Avec l’arrivée de l’un de ses principaux chefs de file, Thierry Mariani (photo) aux commandes du secrétariat aux Transports, le Collectif de la Droite Populaire a marqué, sinon les esprits, du moins des points au sein du parti majoritaire. Progressivement, l’aile droite de l’UMP s’impose parmi les diverses composantes de la majorité présidentielle. Et pousse à se pencher de plus près sur l’écriture d’un nouveau chapitre des « liaisons dangereuses » que partagent la droite parlementaire d’avec le Front national.
A l’Elysée, la présence de penseurs classés à l’extrême droite de l’échiquier partisan est un secret de Polichinelle.
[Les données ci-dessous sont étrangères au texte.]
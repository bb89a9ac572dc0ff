//! The API client: one typed method per backend endpoint.

use crate::endpoints::{self, Endpoint};
use crate::error::ClientError;
use crate::request::{ApiRequest, ResponseBody, check_application};
use crate::transport::{ReqwestTransport, Transport};
use landwatch_core::model::{
    AdminStats, AlertRow, AlertsEnvelope, ContactRequest, DashboardStats, DetectionResult,
    FeatureCollection, ForgotPasswordRequest, GenerateReportRequest, GenerateReportResponse,
    GrievanceRequest, GrievanceRow, Hotspot, HotspotsEnvelope, ImageItem, LanguageRequest,
    LeaderboardEnvelope, LeaderboardItem, LoginRequest, LoginResponse, ManualFetchRequest, NewUser,
    RegisterRequest, ReportFilter, ReportRow, Translations, UserRow, UserUpdate, UsersEnvelope,
};
use landwatch_core::{BackendConfig, SessionContext};
use serde::Serialize;
use serde::de::DeserializeOwned;
use serde_json::{Value, json};
use std::sync::Arc;

/// Client for the backend's JSON endpoints.
///
/// Cloning is cheap; clones share the transport and the session context.
#[derive(Clone)]
pub struct ApiClient {
    transport: Arc<dyn Transport>,
    session: SessionContext,
}

impl ApiClient {
    pub fn new(transport: Arc<dyn Transport>, session: SessionContext) -> Self {
        Self { transport, session }
    }

    /// Client over a reqwest transport built from configuration.
    pub fn from_config(config: &BackendConfig, session: SessionContext) -> Result<Self, ClientError> {
        let transport = ReqwestTransport::from_config(config)?;
        Ok(Self::new(Arc::new(transport), session))
    }

    /// The session context requests are authenticated with.
    pub fn session(&self) -> &SessionContext {
        &self.session
    }

    /// Issue one request and classify the response.
    pub async fn fetch(
        &self,
        endpoint: Endpoint,
        query: &[(&str, String)],
        payload: Option<Value>,
    ) -> Result<ResponseBody, ClientError> {
        let request = ApiRequest::new(endpoint.method, endpoint.path)
            .with_query(query.iter().map(|(k, v)| (k.to_string(), v.clone())).collect())
            .with_body(payload)
            .with_bearer(self.session.bearer_token());

        tracing::debug!(endpoint = %endpoint, "Sending request");
        let response = self.transport.send(request).await?;
        let status = response.status;
        let result = response.classify();
        if let Err(e) = &result {
            tracing::warn!(endpoint = %endpoint, status, error = %e, "Request failed");
        }
        result
    }

    /// Fetch, require JSON, reject application failures, decode into `T`.
    async fn fetch_as<T: DeserializeOwned>(
        &self,
        endpoint: Endpoint,
        query: &[(&str, String)],
        payload: Option<Value>,
    ) -> Result<T, ClientError> {
        let value = self.fetch(endpoint, query, payload).await?.into_json()?;
        check_application(&value)?;
        serde_json::from_value(value)
            .map_err(|e| ClientError::Decode(format!("{endpoint}: {e}")))
    }

    /// Fetch and reject application failures, keeping the raw JSON.
    async fn send_json(&self, endpoint: Endpoint, payload: Value) -> Result<Value, ClientError> {
        self.fetch_as(endpoint, &[], Some(payload)).await
    }

    // =========================================================================
    // Auth and language
    // =========================================================================

    pub async fn set_language(&self, language: &str) -> Result<Value, ClientError> {
        let payload = encode(&LanguageRequest {
            language: language.to_string(),
        })?;
        self.send_json(endpoints::SET_LANGUAGE, payload).await
    }

    /// Interface texts for `language`, or for the session's language when `None`.
    pub async fn translations(&self, language: Option<&str>) -> Result<Translations, ClientError> {
        let query: Vec<(&str, String)> = language
            .map(|lang| vec![("lang", lang.to_string())])
            .unwrap_or_default();
        self.fetch_as(endpoints::TRANSLATIONS, &query, None).await
    }

    pub async fn register(&self, request: &RegisterRequest) -> Result<Value, ClientError> {
        self.send_json(endpoints::REGISTER, encode(request)?).await
    }

    pub async fn login(&self, request: &LoginRequest) -> Result<LoginResponse, ClientError> {
        self.fetch_as(endpoints::LOGIN, &[], Some(encode(request)?)).await
    }

    /// Returns the server's message.
    pub async fn forgot_password(&self, email: &str) -> Result<String, ClientError> {
        let payload = encode(&ForgotPasswordRequest {
            email: email.to_string(),
        })?;
        let value = self.send_json(endpoints::FORGOT_PASSWORD, payload).await?;
        Ok(message_of(&value).unwrap_or_default())
    }

    // =========================================================================
    // Imagery and detection
    // =========================================================================

    pub async fn images(&self) -> Result<Vec<ImageItem>, ClientError> {
        self.fetch_as(endpoints::IMAGES, &[], None).await
    }

    pub async fn manual_fetch(&self, start_date: &str, end_date: &str) -> Result<Value, ClientError> {
        let payload = encode(&ManualFetchRequest {
            start_date: start_date.to_string(),
            end_date: end_date.to_string(),
        })?;
        self.send_json(endpoints::MANUAL_FETCH, payload).await
    }

    pub async fn detect(&self) -> Result<DetectionResult, ClientError> {
        self.fetch_as(endpoints::DETECT, &[], None).await
    }

    pub async fn hotspots(&self) -> Result<Vec<Hotspot>, ClientError> {
        let envelope: HotspotsEnvelope = self.fetch_as(endpoints::HOTSPOTS, &[], None).await?;
        Ok(envelope.hotspots)
    }

    // =========================================================================
    // Reports and map
    // =========================================================================

    pub async fn reports(&self, filter: &ReportFilter) -> Result<Vec<ReportRow>, ClientError> {
        self.fetch_as(endpoints::REPORTS, &filter.query_pairs(), None)
            .await
    }

    pub async fn generate_report(&self, kind: &str) -> Result<GenerateReportResponse, ClientError> {
        let payload = encode(&GenerateReportRequest {
            kind: kind.to_string(),
        })?;
        self.fetch_as(endpoints::GENERATE_REPORT, &[], Some(payload))
            .await
    }

    pub async fn detections_geojson(&self) -> Result<FeatureCollection, ClientError> {
        self.fetch_as(endpoints::DETECTIONS_GEOJSON, &[], None).await
    }

    // =========================================================================
    // Admin and dashboards
    // =========================================================================

    pub async fn admin_stats(&self) -> Result<AdminStats, ClientError> {
        self.fetch_as(endpoints::ADMIN_STATS, &[], None).await
    }

    pub async fn dashboard_stats(&self) -> Result<DashboardStats, ClientError> {
        self.fetch_as(endpoints::DASHBOARD_STATS, &[], None).await
    }

    pub async fn alerts(&self) -> Result<Vec<AlertRow>, ClientError> {
        let envelope: AlertsEnvelope = self.fetch_as(endpoints::ALERTS, &[], None).await?;
        Ok(envelope.alerts)
    }

    pub async fn users(&self) -> Result<Vec<UserRow>, ClientError> {
        let envelope: UsersEnvelope = self.fetch_as(endpoints::USERS, &[], None).await?;
        Ok(envelope.users)
    }

    pub async fn add_user(&self, user: &NewUser) -> Result<Value, ClientError> {
        self.send_json(endpoints::ADD_USER, encode(user)?).await
    }

    pub async fn update_user(&self, update: &UserUpdate) -> Result<Value, ClientError> {
        self.send_json(endpoints::UPDATE_USER, encode(update)?).await
    }

    pub async fn delete_user(&self, email: &str) -> Result<Value, ClientError> {
        self.send_json(endpoints::DELETE_USER, json!({ "email": email }))
            .await
    }

    // =========================================================================
    // Grievances, contact and health
    // =========================================================================

    /// Returns the server's confirmation message.
    pub async fn submit_grievance(&self, grievance: &GrievanceRequest) -> Result<String, ClientError> {
        let value = self.send_json(endpoints::GRIEVANCE, encode(grievance)?).await?;
        Ok(message_of(&value).unwrap_or_else(|| "Grievance submitted".to_string()))
    }

    pub async fn grievances(&self) -> Result<Vec<GrievanceRow>, ClientError> {
        self.fetch_as(endpoints::GRIEVANCES, &[], None).await
    }

    /// Returns the server's confirmation message.
    pub async fn contact(&self, request: &ContactRequest) -> Result<String, ClientError> {
        let value = self.send_json(endpoints::CONTACT, encode(request)?).await?;
        Ok(message_of(&value).unwrap_or_else(|| "Message sent".to_string()))
    }

    pub async fn grievance_leaderboard(&self) -> Result<Vec<LeaderboardItem>, ClientError> {
        let envelope: LeaderboardEnvelope = self
            .fetch_as(endpoints::GRIEVANCE_LEADERBOARD, &[], None)
            .await?;
        Ok(envelope.items)
    }

    pub async fn health(&self) -> Result<Value, ClientError> {
        self.fetch(endpoints::HEALTH, &[], None).await?.into_json()
    }
}

fn encode<T: Serialize>(payload: &T) -> Result<Value, ClientError> {
    serde_json::to_value(payload).map_err(|e| ClientError::Encode(e.to_string()))
}

fn message_of(value: &Value) -> Option<String> {
    value
        .get("message")
        .and_then(Value::as_str)
        .map(str::to_string)
}

#[cfg(test)]
mod tests {
    use super::*;
    use crate::mock::MockTransport;
    use crate::request::{Method, RawResponse};
    use landwatch_core::{Role, SessionCredentials};
    use pretty_assertions::assert_eq;

    fn client_with(mock: &MockTransport) -> ApiClient {
        ApiClient::new(Arc::new(mock.clone()), SessionContext::new())
    }

    #[tokio::test]
    async fn test_fetch_sends_literal_payload() {
        let mock = MockTransport::new();
        mock.respond_json(Method::Post, "/api/register", 200, json!({"success": true}));
        let client = client_with(&mock);

        let request = RegisterRequest {
            name: "Asha".to_string(),
            email: "asha@example.org".to_string(),
            password: "pw".to_string(),
            role: "officer".to_string(),
        };
        client.register(&request).await.unwrap();

        let sent = mock.requests();
        assert_eq!(sent.len(), 1);
        assert_eq!(sent[0].method, Method::Post);
        assert_eq!(
            sent[0].body,
            Some(json!({"name": "Asha", "email": "asha@example.org", "password": "pw", "role": "officer"}))
        );
    }

    #[tokio::test]
    async fn test_bearer_attached_once_logged_in() {
        let mock = MockTransport::new();
        mock.respond_json(Method::Get, "/api/users", 200, json!({"users": []}));
        let client = client_with(&mock);

        client.users().await.unwrap();
        client
            .session()
            .set(SessionCredentials::new("tok", Role::Admin));
        client.users().await.unwrap();

        let sent = mock.requests();
        assert_eq!(sent[0].bearer, None);
        assert_eq!(sent[1].bearer.as_deref(), Some("tok"));
    }

    #[tokio::test]
    async fn test_application_failure_is_error() {
        let mock = MockTransport::new();
        mock.respond_json(
            Method::Post,
            "/api/reports/generate",
            200,
            json!({"success": false, "message": "Unsupported report type"}),
        );
        let client = client_with(&mock);

        let err = client.generate_report("docx").await.unwrap_err();
        assert!(matches!(err, ClientError::Application { .. }));
        assert_eq!(err.user_message(), "Unsupported report type");
    }

    #[tokio::test]
    async fn test_reports_query_params() {
        let mock = MockTransport::new();
        mock.respond_json(Method::Get, "/api/reports", 200, json!([]));
        let client = client_with(&mock);

        client
            .reports(&ReportFilter::from_fields(Some("12"), Some("2025-01-01")))
            .await
            .unwrap();
        client.reports(&ReportFilter::default()).await.unwrap();

        let sent = mock.requests();
        assert_eq!(sent[0].path_and_query(), "/api/reports?ward=12&date=2025-01-01");
        assert_eq!(sent[1].path_and_query(), "/api/reports");
    }

    #[tokio::test]
    async fn test_text_body_where_json_expected_is_decode_error() {
        let mock = MockTransport::new();
        mock.respond(Method::Get, "/api/alerts", RawResponse::text(200, "<html></html>"));
        let client = client_with(&mock);

        let err = client.alerts().await.unwrap_err();
        assert!(matches!(err, ClientError::Decode(_)));
    }

    #[tokio::test]
    async fn test_translations_language_query() {
        let mock = MockTransport::new();
        mock.respond_json(Method::Get, "/api/translations", 200, json!({"alerts": "Alerts"}));
        let client = client_with(&mock);

        let translations = client.translations(Some("hi")).await.unwrap();
        client.translations(None).await.unwrap();

        assert_eq!(translations.text("alerts"), Some("Alerts"));
        let sent = mock.requests();
        assert_eq!(sent[0].path_and_query(), "/api/translations?lang=hi");
        assert_eq!(sent[1].path_and_query(), "/api/translations");
    }

    #[tokio::test]
    async fn test_delete_user_body() {
        let mock = MockTransport::new();
        mock.respond_json(Method::Delete, "/api/users", 200, json!({"success": true}));
        let client = client_with(&mock);

        client.delete_user("x@y.com").await.unwrap();
        assert_eq!(mock.requests()[0].body, Some(json!({"email": "x@y.com"})));
    }
}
A l’image de Maxime Tandonnet ou encore Patrick Buisson, qui, alors dirigeant de Minute, déclare que « Le Pen, le RPR et le PR, c’est la droite […] souvent, c’est une feuille de papier à cigarettes qui sépare les électeurs des uns ou des autres » ; nombre d’intellectuels d’une droite orthodoxe fourmillent dans les rangs des conseillers du président.
Dans un même ordre d’idée, les gouvernements successifs de François Fillon comptent régulièrement en leur sein des Novelli, Juppé ou Devedjian qui, de par le passé, ont gravité autour de cercles ou d’organisations de droite extrême, tels le club de l’Horloge ou encore Occident.
Un tel décor planté, la structuration formelle en un collectif d’une aile très à droite de l’UMP a été accueillie sans réelle surprise dans l’opinion. Fort du soutien déclaré de 35 députés, le Collectif de la Droite Populaire, à ne pas confondre avec la Nouvelle Droite Populaire, parti politique français d’extrême droite proche du MNR et du Parti de la France de Carl Lang, est né le 14 juillet dernier de la volonté d’un retour aux fondamentaux de droite : Travail, Famille, Nation, Immigration et Sécurité en constituent les principaux mots d’ordre. Avec un leitmotiv traditionnellement propre au vocable d’extrême droite : briser les tabous du « politiquement correct ». Et la conviction que toutes les promesses de 2007 n’ont pas été tenues. « Les paroles ont séduit, les actes n’ont pas suivi. ».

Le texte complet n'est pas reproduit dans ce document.